## Task
Every line of the records below that has the word "CountSummary" should be copied.

(Provided data)

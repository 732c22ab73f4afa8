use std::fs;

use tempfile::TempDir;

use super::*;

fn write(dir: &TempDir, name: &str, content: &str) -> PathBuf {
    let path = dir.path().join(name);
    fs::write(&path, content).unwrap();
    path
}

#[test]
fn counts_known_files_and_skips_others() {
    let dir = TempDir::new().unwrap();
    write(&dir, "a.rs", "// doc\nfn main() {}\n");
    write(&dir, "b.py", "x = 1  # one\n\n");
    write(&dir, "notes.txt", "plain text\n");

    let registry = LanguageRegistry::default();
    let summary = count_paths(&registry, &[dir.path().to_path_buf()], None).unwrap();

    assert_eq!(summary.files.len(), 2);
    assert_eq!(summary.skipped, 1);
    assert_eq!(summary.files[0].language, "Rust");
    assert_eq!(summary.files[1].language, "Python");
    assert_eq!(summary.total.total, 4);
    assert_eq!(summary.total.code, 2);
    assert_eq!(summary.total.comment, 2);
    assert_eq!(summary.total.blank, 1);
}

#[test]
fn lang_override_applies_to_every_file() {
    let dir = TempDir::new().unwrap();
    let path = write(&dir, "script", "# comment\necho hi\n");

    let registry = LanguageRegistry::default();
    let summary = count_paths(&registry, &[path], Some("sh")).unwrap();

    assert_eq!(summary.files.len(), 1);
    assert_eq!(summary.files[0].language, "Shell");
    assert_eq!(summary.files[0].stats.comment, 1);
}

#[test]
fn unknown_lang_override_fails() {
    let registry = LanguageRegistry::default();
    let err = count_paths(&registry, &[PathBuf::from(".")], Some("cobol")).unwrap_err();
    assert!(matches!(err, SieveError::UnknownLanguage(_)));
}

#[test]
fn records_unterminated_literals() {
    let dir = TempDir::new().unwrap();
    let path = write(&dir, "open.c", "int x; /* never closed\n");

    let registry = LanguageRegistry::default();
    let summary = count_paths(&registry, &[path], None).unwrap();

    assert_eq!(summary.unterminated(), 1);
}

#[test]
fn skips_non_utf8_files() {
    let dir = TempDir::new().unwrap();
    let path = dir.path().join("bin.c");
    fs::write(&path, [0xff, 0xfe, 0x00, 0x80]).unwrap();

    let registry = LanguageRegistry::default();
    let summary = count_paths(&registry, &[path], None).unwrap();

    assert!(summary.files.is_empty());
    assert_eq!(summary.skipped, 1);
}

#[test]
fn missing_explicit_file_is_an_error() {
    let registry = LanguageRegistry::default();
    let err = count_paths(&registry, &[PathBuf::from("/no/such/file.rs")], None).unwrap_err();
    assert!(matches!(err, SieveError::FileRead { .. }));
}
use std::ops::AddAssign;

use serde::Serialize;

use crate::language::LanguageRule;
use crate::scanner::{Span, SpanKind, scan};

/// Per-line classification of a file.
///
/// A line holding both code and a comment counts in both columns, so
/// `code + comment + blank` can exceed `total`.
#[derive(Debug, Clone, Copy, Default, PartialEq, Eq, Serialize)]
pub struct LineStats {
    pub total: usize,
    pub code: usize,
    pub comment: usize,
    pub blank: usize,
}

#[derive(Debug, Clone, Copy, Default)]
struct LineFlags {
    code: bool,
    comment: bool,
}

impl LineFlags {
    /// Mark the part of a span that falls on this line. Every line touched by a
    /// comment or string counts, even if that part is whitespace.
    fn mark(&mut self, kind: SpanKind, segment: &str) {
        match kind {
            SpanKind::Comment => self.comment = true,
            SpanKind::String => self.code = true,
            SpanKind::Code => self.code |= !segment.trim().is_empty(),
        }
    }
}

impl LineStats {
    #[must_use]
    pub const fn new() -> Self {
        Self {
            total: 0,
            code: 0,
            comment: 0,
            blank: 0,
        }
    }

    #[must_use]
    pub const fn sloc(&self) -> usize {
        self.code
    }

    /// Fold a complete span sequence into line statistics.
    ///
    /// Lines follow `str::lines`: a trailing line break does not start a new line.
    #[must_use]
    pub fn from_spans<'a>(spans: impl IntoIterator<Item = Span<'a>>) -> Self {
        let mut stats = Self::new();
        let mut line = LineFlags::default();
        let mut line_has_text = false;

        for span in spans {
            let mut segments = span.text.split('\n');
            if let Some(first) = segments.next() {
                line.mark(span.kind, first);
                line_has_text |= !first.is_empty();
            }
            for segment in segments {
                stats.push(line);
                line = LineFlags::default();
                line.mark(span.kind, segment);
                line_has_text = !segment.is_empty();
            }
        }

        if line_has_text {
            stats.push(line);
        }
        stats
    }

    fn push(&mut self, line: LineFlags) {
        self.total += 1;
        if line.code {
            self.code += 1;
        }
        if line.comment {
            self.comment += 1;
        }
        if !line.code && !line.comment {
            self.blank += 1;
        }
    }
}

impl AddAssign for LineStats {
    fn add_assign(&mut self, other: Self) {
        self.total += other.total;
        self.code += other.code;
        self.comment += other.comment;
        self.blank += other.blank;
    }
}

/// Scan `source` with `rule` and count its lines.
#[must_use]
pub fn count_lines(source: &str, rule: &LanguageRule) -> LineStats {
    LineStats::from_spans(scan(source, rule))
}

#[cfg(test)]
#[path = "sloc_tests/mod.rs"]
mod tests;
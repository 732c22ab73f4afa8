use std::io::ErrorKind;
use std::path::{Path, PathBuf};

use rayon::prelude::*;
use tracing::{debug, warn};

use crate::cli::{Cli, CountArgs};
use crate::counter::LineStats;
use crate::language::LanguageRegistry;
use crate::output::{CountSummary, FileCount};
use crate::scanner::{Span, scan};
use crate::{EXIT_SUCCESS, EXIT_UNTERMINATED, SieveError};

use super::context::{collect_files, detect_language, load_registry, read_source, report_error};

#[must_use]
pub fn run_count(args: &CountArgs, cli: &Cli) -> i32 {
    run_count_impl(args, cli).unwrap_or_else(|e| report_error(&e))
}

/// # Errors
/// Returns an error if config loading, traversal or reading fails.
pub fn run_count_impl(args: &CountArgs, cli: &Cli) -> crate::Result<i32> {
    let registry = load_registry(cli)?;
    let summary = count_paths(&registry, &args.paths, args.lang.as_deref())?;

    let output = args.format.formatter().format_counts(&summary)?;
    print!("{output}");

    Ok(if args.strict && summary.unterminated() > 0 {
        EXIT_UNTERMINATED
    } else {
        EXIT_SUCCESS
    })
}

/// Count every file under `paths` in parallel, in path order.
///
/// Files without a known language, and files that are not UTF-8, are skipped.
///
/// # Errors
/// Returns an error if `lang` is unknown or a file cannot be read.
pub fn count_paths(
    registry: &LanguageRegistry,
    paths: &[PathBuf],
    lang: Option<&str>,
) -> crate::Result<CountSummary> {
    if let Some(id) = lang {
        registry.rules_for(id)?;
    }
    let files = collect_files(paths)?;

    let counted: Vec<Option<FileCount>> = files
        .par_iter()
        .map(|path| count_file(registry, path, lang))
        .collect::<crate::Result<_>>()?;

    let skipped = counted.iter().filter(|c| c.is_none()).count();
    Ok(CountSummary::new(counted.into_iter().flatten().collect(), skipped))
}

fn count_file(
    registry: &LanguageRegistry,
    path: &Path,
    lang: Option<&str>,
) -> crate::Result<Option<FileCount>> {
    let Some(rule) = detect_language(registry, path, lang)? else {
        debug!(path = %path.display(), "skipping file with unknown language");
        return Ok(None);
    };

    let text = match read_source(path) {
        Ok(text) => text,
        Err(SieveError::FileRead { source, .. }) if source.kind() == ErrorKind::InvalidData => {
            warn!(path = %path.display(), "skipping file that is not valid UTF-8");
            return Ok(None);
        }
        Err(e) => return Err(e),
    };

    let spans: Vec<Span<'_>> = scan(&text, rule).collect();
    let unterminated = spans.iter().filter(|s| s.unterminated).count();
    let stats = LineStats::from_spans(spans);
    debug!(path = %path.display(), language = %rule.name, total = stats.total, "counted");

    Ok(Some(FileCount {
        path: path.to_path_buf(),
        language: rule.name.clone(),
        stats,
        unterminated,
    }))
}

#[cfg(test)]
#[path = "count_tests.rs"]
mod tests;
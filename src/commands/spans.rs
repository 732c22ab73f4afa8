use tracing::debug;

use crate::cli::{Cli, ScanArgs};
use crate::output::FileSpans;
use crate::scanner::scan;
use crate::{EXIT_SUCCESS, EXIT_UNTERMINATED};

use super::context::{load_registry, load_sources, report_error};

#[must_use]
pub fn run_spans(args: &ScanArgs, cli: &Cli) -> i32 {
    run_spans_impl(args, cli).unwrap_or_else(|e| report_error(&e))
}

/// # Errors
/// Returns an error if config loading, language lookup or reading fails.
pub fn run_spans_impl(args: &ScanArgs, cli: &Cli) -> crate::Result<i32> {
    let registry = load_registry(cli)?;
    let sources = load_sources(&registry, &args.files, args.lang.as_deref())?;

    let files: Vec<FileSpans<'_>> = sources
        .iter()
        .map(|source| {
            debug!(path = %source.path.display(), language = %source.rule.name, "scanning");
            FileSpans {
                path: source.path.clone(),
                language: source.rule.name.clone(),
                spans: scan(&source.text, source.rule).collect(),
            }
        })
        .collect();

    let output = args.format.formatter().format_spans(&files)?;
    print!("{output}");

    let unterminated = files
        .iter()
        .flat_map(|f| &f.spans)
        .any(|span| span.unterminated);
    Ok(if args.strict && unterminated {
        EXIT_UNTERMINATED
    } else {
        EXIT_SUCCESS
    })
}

(End Provided data)

## Your solution
use crate::output::{CountSummary, FileCount};
) -> crate::Result<CountSummary> {
    Ok(CountSummary::new(counted.into_iter().flatten().collect(), skipped))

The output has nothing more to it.